# What is required:
The entries below are to be returned exactly. Include all of them.

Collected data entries
--------------------------------

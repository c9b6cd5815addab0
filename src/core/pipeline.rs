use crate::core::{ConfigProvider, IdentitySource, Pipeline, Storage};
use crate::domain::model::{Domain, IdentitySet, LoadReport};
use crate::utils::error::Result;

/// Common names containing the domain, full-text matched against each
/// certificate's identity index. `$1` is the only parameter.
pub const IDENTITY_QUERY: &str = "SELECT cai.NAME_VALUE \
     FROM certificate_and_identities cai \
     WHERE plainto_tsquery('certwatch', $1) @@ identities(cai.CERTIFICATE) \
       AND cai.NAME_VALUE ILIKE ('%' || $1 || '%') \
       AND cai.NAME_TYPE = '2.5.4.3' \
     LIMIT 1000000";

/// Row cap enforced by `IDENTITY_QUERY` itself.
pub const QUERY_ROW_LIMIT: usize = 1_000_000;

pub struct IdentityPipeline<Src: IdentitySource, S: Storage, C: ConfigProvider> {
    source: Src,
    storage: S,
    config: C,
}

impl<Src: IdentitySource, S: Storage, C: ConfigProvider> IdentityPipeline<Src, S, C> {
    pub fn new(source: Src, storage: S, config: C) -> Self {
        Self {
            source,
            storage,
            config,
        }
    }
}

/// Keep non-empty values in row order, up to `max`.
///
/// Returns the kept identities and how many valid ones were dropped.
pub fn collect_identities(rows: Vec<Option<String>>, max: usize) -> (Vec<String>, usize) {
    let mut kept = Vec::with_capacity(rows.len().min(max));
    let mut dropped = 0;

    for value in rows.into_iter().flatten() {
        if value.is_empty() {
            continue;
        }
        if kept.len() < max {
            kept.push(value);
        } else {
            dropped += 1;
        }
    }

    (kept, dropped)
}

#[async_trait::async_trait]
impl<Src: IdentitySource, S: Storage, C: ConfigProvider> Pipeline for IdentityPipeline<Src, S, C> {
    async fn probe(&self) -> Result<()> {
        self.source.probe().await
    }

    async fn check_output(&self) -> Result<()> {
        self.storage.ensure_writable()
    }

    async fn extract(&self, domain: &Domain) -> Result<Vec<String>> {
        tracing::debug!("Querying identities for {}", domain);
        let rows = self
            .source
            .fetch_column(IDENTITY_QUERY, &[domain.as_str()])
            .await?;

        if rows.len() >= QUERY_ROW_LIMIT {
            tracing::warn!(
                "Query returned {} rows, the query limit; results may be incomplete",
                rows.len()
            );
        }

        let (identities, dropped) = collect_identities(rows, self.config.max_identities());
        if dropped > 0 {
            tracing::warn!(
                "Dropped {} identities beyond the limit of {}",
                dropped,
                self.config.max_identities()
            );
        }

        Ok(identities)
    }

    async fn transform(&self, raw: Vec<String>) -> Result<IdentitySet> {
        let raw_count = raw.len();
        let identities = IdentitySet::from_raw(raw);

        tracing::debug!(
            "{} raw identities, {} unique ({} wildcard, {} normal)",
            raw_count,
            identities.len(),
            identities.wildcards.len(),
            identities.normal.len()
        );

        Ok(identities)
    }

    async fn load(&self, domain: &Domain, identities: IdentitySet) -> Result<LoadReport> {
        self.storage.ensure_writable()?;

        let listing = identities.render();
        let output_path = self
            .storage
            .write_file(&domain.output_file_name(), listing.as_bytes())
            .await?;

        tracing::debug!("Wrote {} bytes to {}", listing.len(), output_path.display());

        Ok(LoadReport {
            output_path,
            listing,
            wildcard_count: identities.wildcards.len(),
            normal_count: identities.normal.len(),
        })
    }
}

--------------------------------

# Finished task:
repository c9b6cd5815addab0
filename src/core/pipeline.rs
use crate::core::{ConfigProvider, IdentitySource, Pipeline, Storage};
use crate::domain::model::{Domain, IdentitySet, LoadReport};
use crate::utils::error::Result;

/// Common names containing the domain, full-text matched against each
/// certificate's identity index. `$1` is the only parameter.
pub const IDENTITY_QUERY: &str = "SELECT cai.NAME_VALUE \
     FROM certificate_and_identities cai \
     WHERE plainto_tsquery('certwatch', $1) @@ identities(cai.CERTIFICATE) \
       AND cai.NAME_VALUE ILIKE ('%' || $1 || '%') \
       AND cai.NAME_TYPE = '2.5.4.3' \
     LIMIT 1000000";

/// Row cap enforced by `IDENTITY_QUERY` itself.
pub const QUERY_ROW_LIMIT: usize = 1_000_000;

pub struct IdentityPipeline<Src: IdentitySource, S: Storage, C: ConfigProvider> {
    source: Src,
    storage: S,
    config: C,
}

impl<Src: IdentitySource, S: Storage, C: ConfigProvider> IdentityPipeline<Src, S, C> {
    pub fn new(source: Src, storage: S, config: C) -> Self {
        Self {
            source,
            storage,
            config,
        }
    }
}

/// Keep non-empty values in row order, up to `max`.
///
/// Returns the kept identities and how many valid ones were dropped.
pub fn collect_identities(rows: Vec<Option<String>>, max: usize) -> (Vec<String>, usize) {
    let mut kept = Vec::with_capacity(rows.len().min(max));
    let mut dropped = 0;

    for value in rows.into_iter().flatten() {
        if value.is_empty() {
            continue;
        }
        if kept.len() < max {
            kept.push(value);
        } else {
            dropped += 1;
        }
    }

    (kept, dropped)
}

#[async_trait::async_trait]
impl<Src: IdentitySource, S: Storage, C: ConfigProvider> Pipeline for IdentityPipeline<Src, S, C> {
    async fn probe(&self) -> Result<()> {
        self.source.probe().await
    }

    async fn check_output(&self) -> Result<()> {
        self.storage.ensure_writable()
    }

    async fn extract(&self, domain: &Domain) -> Result<Vec<String>> {
        tracing::debug!("Querying identities for {}", domain);
        let rows = self
            .source
            .fetch_column(IDENTITY_QUERY, &[domain.as_str()])
            .await?;

        if rows.len() >= QUERY_ROW_LIMIT {
            tracing::warn!(
                "Query returned {} rows, the query limit; results may be incomplete",
                rows.len()
            );
        }

        let (identities, dropped) = collect_identities(rows, self.config.max_identities());
        if dropped > 0 {
            tracing::warn!(
                "Dropped {} identities beyond the limit of {}",
                dropped,
                self.config.max_identities()
            );
        }

        Ok(identities)
    }

    async fn transform(&self, raw: Vec<String>) -> Result<IdentitySet> {
        let raw_count = raw.len();
        let identities = IdentitySet::from_raw(raw);

        tracing::debug!(
            "{} raw identities, {} unique ({} wildcard, {} normal)",
            raw_count,
            identities.len(),
            identities.wildcards.len(),
            identities.normal.len()
        );

        Ok(identities)
    }

    async fn load(&self, domain: &Domain, identities: IdentitySet) -> Result<LoadReport> {
        self.storage.ensure_writable()?;

        let listing = identities.render();
        let output_path = self
            .storage
            .write_file(&domain.output_file_name(), listing.as_bytes())
            .await?;

        tracing::debug!("Wrote {} bytes to {}", listing.len(), output_path.display());

        Ok(LoadReport {
            output_path,
            listing,
            wildcard_count: identities.wildcards.len(),
            normal_count: identities.normal.len(),
        })
    }
}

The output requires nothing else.